Remember when McDonald’s taught us, “You deserve a break today”?
Catchy jingle. Made you want to go out for a Big Mac. Today the tune American culture is singing is, “You deserve some ache today,” and it makes me want to go out for a Quarter Pounder with Hemlock.
“The Real Housewives of New York” has turned into a tiresome ongoing race spat, and has predictably been rewarded with record-low ratings. The National Football League is playing the “black national anthem.” That effort effectively rebrands “The Star-Spangled Banner” as a white national anthem and further divides America in what is supposed to be a unifying ceremony.
Even yoga is now white supremacy, according to the new book “Yoke” (yoga meets woke, I guess).
Celebrity yoga teacher Jessamyn Stanley told People, “I think that when you bring up cultural appropriation in yoga, everyone’s butthole clenches because everybody’s like, ‘Oh s—, I think I might be guilty of this,’ or, ‘I could be apart of this and that doesn’t feel good.’ ”
Do we really need to bring race issues into yoga? Isn’t the whole point of yoga to turn off your mind so your body can stretch and relax? The new yoga seems to require not only not turning off your mind, but turning up some of the bitterest, or guiltiest, parts of it. Breathe deep, reconnect with your inner goddess and release all tensions, you racist.
Respect for racial and other minorities is an important American value, but respect is not the same as bombarding every silly reality show and sporting event with incessant reminders of injustice and ill will. Those in a position to attract millions of eyeballs are being irresponsible if they focus on subjects that inflame tensions rather than pull people together.
Even silly shows like “The Bachelor” are now operating under a dark cloud of racial mistrust, and the host of that show got fired for saying, “We all need to have a little grace” and cut each other some slack.
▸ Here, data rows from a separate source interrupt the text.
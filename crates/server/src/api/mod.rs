pub mod handlers;
pub mod info;
pub mod middleware;
pub mod routes;

pub use routes::create_router;
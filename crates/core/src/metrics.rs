//! Prometheus metrics for core components.
//!
//! This module provides metrics for:
//! - Lookups (cache hits, stale hits, upstream misses)
//! - Upstream fetches (results, duration)
//! - Background refreshes and store writes

use once_cell::sync::Lazy;
use prometheus::{HistogramOpts, HistogramVec, IntCounter, IntCounterVec, Opts};

// =============================================================================
// Lookup Metrics
// =============================================================================

/// Lookups by outcome.
pub static LOOKUPS_TOTAL: Lazy<IntCounterVec> = Lazy::new(|| {
    IntCounterVec::new(
        Opts::new("dhtinfo_lookups_total", "Total info hash lookups"),
        &["outcome"], // "fresh", "stale", "fetched", "not_found"
    )
    .unwrap()
});

// =============================================================================
// Upstream Metrics
// =============================================================================

/// Upstream fetches by result.
pub static UPSTREAM_FETCHES: Lazy<IntCounterVec> = Lazy::new(|| {
    IntCounterVec::new(
        Opts::new("dhtinfo_upstream_fetches_total", "Total upstream fetches"),
        &["source", "result"], // result: "found", "not_found", "error"
    )
    .unwrap()
});

/// Upstream fetch duration in seconds.
pub static UPSTREAM_FETCH_DURATION: Lazy<HistogramVec> = Lazy::new(|| {
    HistogramVec::new(
        HistogramOpts::new(
            "dhtinfo_upstream_fetch_duration_seconds",
            "Duration of upstream fetches",
        )
        .buckets(vec![0.25, 0.5, 1.0, 2.5, 5.0, 10.0, 20.0, 30.0, 60.0]),
        &["source"],
    )
    .unwrap()
});

// =============================================================================
// Refresh Metrics
// =============================================================================

/// Background refreshes by result.
pub static REFRESHES_TOTAL: Lazy<IntCounterVec> = Lazy::new(|| {
    IntCounterVec::new(
        Opts::new(
            "dhtinfo_background_refreshes_total",
            "Background refreshes of stale records",
        ),
        &["result"], // "updated", "not_found", "error", "deduplicated"
    )
    .unwrap()
});

/// Failed store writes (the fetched record is still served).
pub static STORE_WRITE_FAILURES: Lazy<IntCounter> = Lazy::new(|| {
    IntCounter::new(
        "dhtinfo_store_write_failures_total",
        "Record store writes that failed",
    )
    .unwrap()
});

/// Failed store reads (treated as a cache miss).
pub static STORE_READ_FAILURES: Lazy<IntCounter> = Lazy::new(|| {
    IntCounter::new(
        "dhtinfo_store_read_failures_total",
        "Record store reads that failed",
    )
    .unwrap()
});

/// All core metrics, for registration in the server's registry.
pub fn all_metrics() -> Vec<Box<dyn prometheus::core::Collector>> {
    vec![
        Box::new(LOOKUPS_TOTAL.clone()),
        Box::new(UPSTREAM_FETCHES.clone()),
        Box::new(UPSTREAM_FETCH_DURATION.clone()),
        Box::new(REFRESHES_TOTAL.clone()),
        Box::new(STORE_WRITE_FAILURES.clone()),
        Box::new(STORE_READ_FAILURES.clone()),
    ]
}

#[cfg(test)]
mod tests {
    use super::*;

    #[test]
    fn test_all_metrics_register_without_conflicts() {
        let registry = prometheus::Registry::new();
        for metric in all_metrics() {
            registry.register(metric).unwrap();
        }

        LOOKUPS_TOTAL.with_label_values(&["fresh"]).inc();
        let families = registry.gather();
        assert!(families
            .iter()
            .any(|f| f.get_name() == "dhtinfo_lookups_total"));
    }
}
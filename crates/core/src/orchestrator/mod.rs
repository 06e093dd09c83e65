//! Cache orchestrator - resolves info hashes against the record store and
//! upstream, refreshing stale records in the background.
//!
//! The orchestrator decides per lookup whether to serve the stored record,
//! serve it while refreshing, or fetch synchronously. At most one background
//! refresh runs per info hash at any time.

mod inflight;
mod runner;
mod types;

pub use inflight::{RefreshGuard, RefreshTracker};
pub use runner::CacheOrchestrator;
pub use types::{LookupError, OrchestratorStatus, Resolution, ResolutionSource};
I understand athletes, entertainers and reality-show contestants can never stop trying to convince us they have, like, really deep thoughts on the issues du jour. Racism “is our pandemic. It infects all of us, and in 400 years we’ve yet to find a vaccine,” George Clooney wrote in his recent Daily Beast op-ed. “It seems we’ve stopped even looking for one.”
First, I’m pretty sure the pandemic is our pandemic. It killed over 600,000 people in a year, remember? Second: Clooney thinks maybe there could be vaccines for toxic thoughts? Maybe you should have workshopped that a little before you actually hit send, Worst Batman. Or saved it for your next craptacular sci-fi movie.
Anyone who wanders over to a Daily Beast column deserves whatever he gets. But when we tune into mindless entertainment, we’re looking for a break from incessant talk about race seizing control of every institution and tradition from the Real Housewives on up.
The NFL has been rebuked with years of falling TV ratings as fans have turned away from the increasingly politically charged atmosphere. This year the league is actually considering an extravagantly awful idea to permit players to adorn their uniforms with the names of black victims of injustice.
This is insanity. Football is a place where black and white athletes excel together. It is, or ought to, speak for itself as a vision of inclusivity, unity, and agreed-upon race-neutral rules. Football is literally played on a level playing field. Why bring into the game all the stuff we argue about outside the stadium? Are we going to allow everything in America to turn into talk radio.